Do You Follow Terrence Howard’s Wild Theory of Hydrogen Propulsion?

Do You Follow Terrence Howard’s Wild Theory of Hydrogen Propulsion?

You and I know Terrence Howard as the Academy Award-nominated star of Hustle & Flow, or Empire, or a slew of other movies and TV shows over a long, successful acting career. Turns out, Howard also has a strong interest in chemical engineering, specifically as it pertains to hydrogen propulsion. Recently, Howard visited Uganda to promote a new hydrogen technology he claims to have discovered — one that could “defend the sovereignty of the country as far as technology is concerned.” I admit, I’m not up to speed on my theoretical chemistry, so maybe you can listen to what Howard describes here and explain it to me like I’m five years old.

OK, so, let’s take this step by step. “As a child I studied chemical engineering at Pratt Institute,” Howard says. “I was there for two years until I saw that there was an inconsistency with the maths there. I went out to explore a new way of understanding how the universe worked and I was able to define the grand unified field equation they’ve been looking for […]”

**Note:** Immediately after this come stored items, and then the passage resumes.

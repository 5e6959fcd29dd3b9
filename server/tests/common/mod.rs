//! Test harness: a full delivery core over an in-memory store and a manual clock

#![allow(dead_code)]

use async_trait::async_trait;
use hydrolink_server::store::PendingAlert;
use hydrolink_server::{AlertDelivery, ChannelEvents, DeliveryConfig, DeliveryCore, Store};
use hydrolink_shared::{CommandFinished, ManualClock};
use std::sync::atomic::{AtomicBool, Ordering};
use std::sync::{Arc, Mutex};
use tokio::sync::mpsc::UnboundedReceiver;

/// Start of every test clock (2026-01-01T00:00:00Z)
pub const T0: i64 = 1_767_225_600_000;

/// Downstream that fails while `failing` is set and records deliveries
#[derive(Default)]
pub struct SwitchableDelivery {
    failing: AtomicBool,
    delivered: Mutex<Vec<String>>,
}

impl SwitchableDelivery {
    pub fn failing() -> Self {
        let delivery = Self::default();
        delivery.set_failing(true);
        delivery
    }

    pub fn set_failing(&self, failing: bool) {
        self.failing.store(failing, Ordering::SeqCst);
    }

    pub fn delivered(&self) -> Vec<String> {
        self.delivered.lock().expect("lock poisoned").clone()
    }
}

#[async_trait]
impl AlertDelivery for SwitchableDelivery {
    async fn deliver(&self, alert: &PendingAlert) -> anyhow::Result<()> {
        if self.failing.load(Ordering::SeqCst) {
            anyhow::bail!("downstream unavailable");
        }
        self.delivered
            .lock()
            .expect("lock poisoned")
            .push(alert.code.clone());
        Ok(())
    }
}

pub struct Harness {
    pub core: DeliveryCore,
    pub clock: Arc<ManualClock>,
    pub delivery: Arc<SwitchableDelivery>,
    pub finished: UnboundedReceiver<CommandFinished>,
}

impl Harness {
    /// Drain every notification published so far
    pub fn take_finished(&mut self) -> Vec<CommandFinished> {
        let mut events = Vec::new();
        while let Ok(event) = self.finished.try_recv() {
            events.push(event);
        }
        events
    }
}

pub async fn harness() -> Harness {
    harness_with(DeliveryConfig::default(), SwitchableDelivery::default()).await
}

pub async fn harness_with(config: DeliveryConfig, delivery: SwitchableDelivery) -> Harness {
    let store = Store::open_in_memory().await.expect("open failed");
    harness_on(store, config, delivery, T0)
}

pub fn harness_on(
    store: Store,
    config: DeliveryConfig,
    delivery: SwitchableDelivery,
    now_ms: i64,
) -> Harness {
    let clock = Arc::new(ManualClock::new(now_ms));
    let (events, finished) = ChannelEvents::new();
    let delivery = Arc::new(delivery);

    let core = DeliveryCore::new(
        store,
        config,
        clock.clone(),
        Arc::new(events),
        delivery.clone(),
    );

    Harness {
        core,
        clock,
        delivery,
        finished,
    }
}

We need to pause here, briefly, to note that Albert Einstein spent his life trying to understand a grand unified theory, and failed.

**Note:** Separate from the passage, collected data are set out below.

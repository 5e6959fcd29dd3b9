//! Retry and exponential backoff policy for the delivery queues

use serde::{Deserialize, Serialize};

/// Largest shift applied to the base delay, keeps `base << n` from overflowing
const MAX_BACKOFF_EXPONENT: u32 = 20;

/// Retry budget and backoff curve for one queue
#[derive(Debug, Clone, Copy, PartialEq, Eq, Serialize, Deserialize)]
pub struct RetryPolicy {
    /// Attempts before a row moves to the dead-letter queue
    pub max_attempts: u32,
    /// Delay after the first failed attempt is `2 * base_delay_ms`
    pub base_delay_ms: u64,
    /// Upper bound for a single delay
    pub max_delay_ms: u64,
}

impl RetryPolicy {
    /// Default policy for the alert delivery queue
    pub const fn alerts() -> Self {
        Self {
            max_attempts: 10,
            base_delay_ms: 5_000,
            max_delay_ms: 10 * 60 * 1000,
        }
    }

    /// Default policy for the status-update reconciliation queue
    pub const fn status_updates() -> Self {
        Self {
            max_attempts: 10,
            base_delay_ms: 1_000,
            max_delay_ms: 60 * 1000,
        }
    }

    /// Delay before the next attempt, given the attempt count after the failure
    ///
    /// `base * 2^attempts`, capped at `max_delay_ms`. Never shrinks as
    /// `attempts` grows.
    pub fn backoff_ms(&self, attempts: u32) -> u64 {
        let exponent = attempts.min(MAX_BACKOFF_EXPONENT);
        self.base_delay_ms
            .saturating_mul(1u64 << exponent)
            .min(self.max_delay_ms)
            .max(1)
    }

    /// Absolute time of the next attempt
    pub fn next_retry_at(&self, now_ms: i64, attempts: u32) -> i64 {
        let delay = i64::try_from(self.backoff_ms(attempts)).unwrap_or(i64::MAX);
        now_ms.saturating_add(delay)
    }
}

impl Default for RetryPolicy {
    fn default() -> Self {
        Self::alerts()
    }
}

#[cfg(test)]
mod tests {
    use super::*;

    #[test]
    fn test_backoff_doubles_until_cap() {
        let policy = RetryPolicy {
            max_attempts: 10,
            base_delay_ms: 100,
            max_delay_ms: 1_000,
        };
        assert_eq!(policy.backoff_ms(1), 200);
        assert_eq!(policy.backoff_ms(2), 400);
        assert_eq!(policy.backoff_ms(3), 800);
        assert_eq!(policy.backoff_ms(4), 1_000);
        assert_eq!(policy.backoff_ms(60), 1_000);
    }

    #[test]
    fn test_backoff_never_shrinks() {
        let policy = RetryPolicy::alerts();
        let mut previous = 0;
        for attempts in 0..=64 {
            let delay = policy.backoff_ms(attempts);
            assert!(delay >= previous, "delay shrank at attempt {attempts}");
            previous = delay;
        }
    }

    #[test]
    fn test_next_retry_strictly_increases_when_retried_on_time() {
        let policy = RetryPolicy::status_updates();
        let mut now = 1_000_000;
        let mut last = i64::MIN;
        for attempts in 1..policy.max_attempts {
            let next = policy.next_retry_at(now, attempts);
            assert!(next > last);
            last = next;
            // The next attempt cannot run before it is due
            now = next;
        }
    }

    #[test]
    fn test_zero_base_still_moves_forward() {
        let policy = RetryPolicy {
            max_attempts: 5,
            base_delay_ms: 0,
            max_delay_ms: 0,
        };
        assert_eq!(policy.next_retry_at(10, 1), 11);
    }
}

Picking back up with Howard! “… I was able to define the grand unified field equation they’ve been looking for, and put it into geometry, and with that geometry I was able to put props on that.”

Not really sure I follow that. If Howard had achieved something that has evaded physicists, mathematicians and chemists for nearly a century, one assumes we’d have heard more about it. But we haven’t gotten to Howard’s main point yet.

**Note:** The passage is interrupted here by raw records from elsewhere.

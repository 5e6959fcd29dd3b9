//! Alert delivery with retry, dead-lettering and replay

mod dispatcher;
mod queue;
mod replay;

pub use dispatcher::{AlertDelivery, AlertDispatcher, LogDelivery};
pub use queue::AlertQueue;
pub use replay::DlqReplayWorker;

“What I’m saying is, now we have invented a new form of flight that I would like to bring here to Uganda to replace the drones, to replace the helicopters, to replace the planes. We have all the funding necessary. What we need is just a fertile ground on which to build this.”

We seem to have made a pretty huge jump here, from the interactions of electrons and protons to flying machines. Maybe if we ride this out a little further we’ll get some clarity?

“This is the geometry of hydrogen. This is the proton itself. Any bond that hydrogen can make, our lynchpins are able to make. We’re talking about unlimited bonding. Unlimited predictable structures, supersymmetry, and the lynchpins are now able to behave as a swarm, as a colony that can defend a nation, that can harvest food, that can remove plastics from the oceans, that can give the children of Uganda, the people of Uganda, an opportunity to spread this and to sell these products throughout the world so we’re no longer just selling agricultural products and pieces from the land.”

Yeah no, I’m still lost.

Admittedly, I am not a chemical engineer, nor a theoretical physicist. The last hardcore science course I took was in 2008, when Howard portrayed Lt. Col. James Rhodes in Iron Man. If you have the background to make sense of the hydrogen-powered theory Howard is pushing here, please, explain it in the comment section for the rest of us.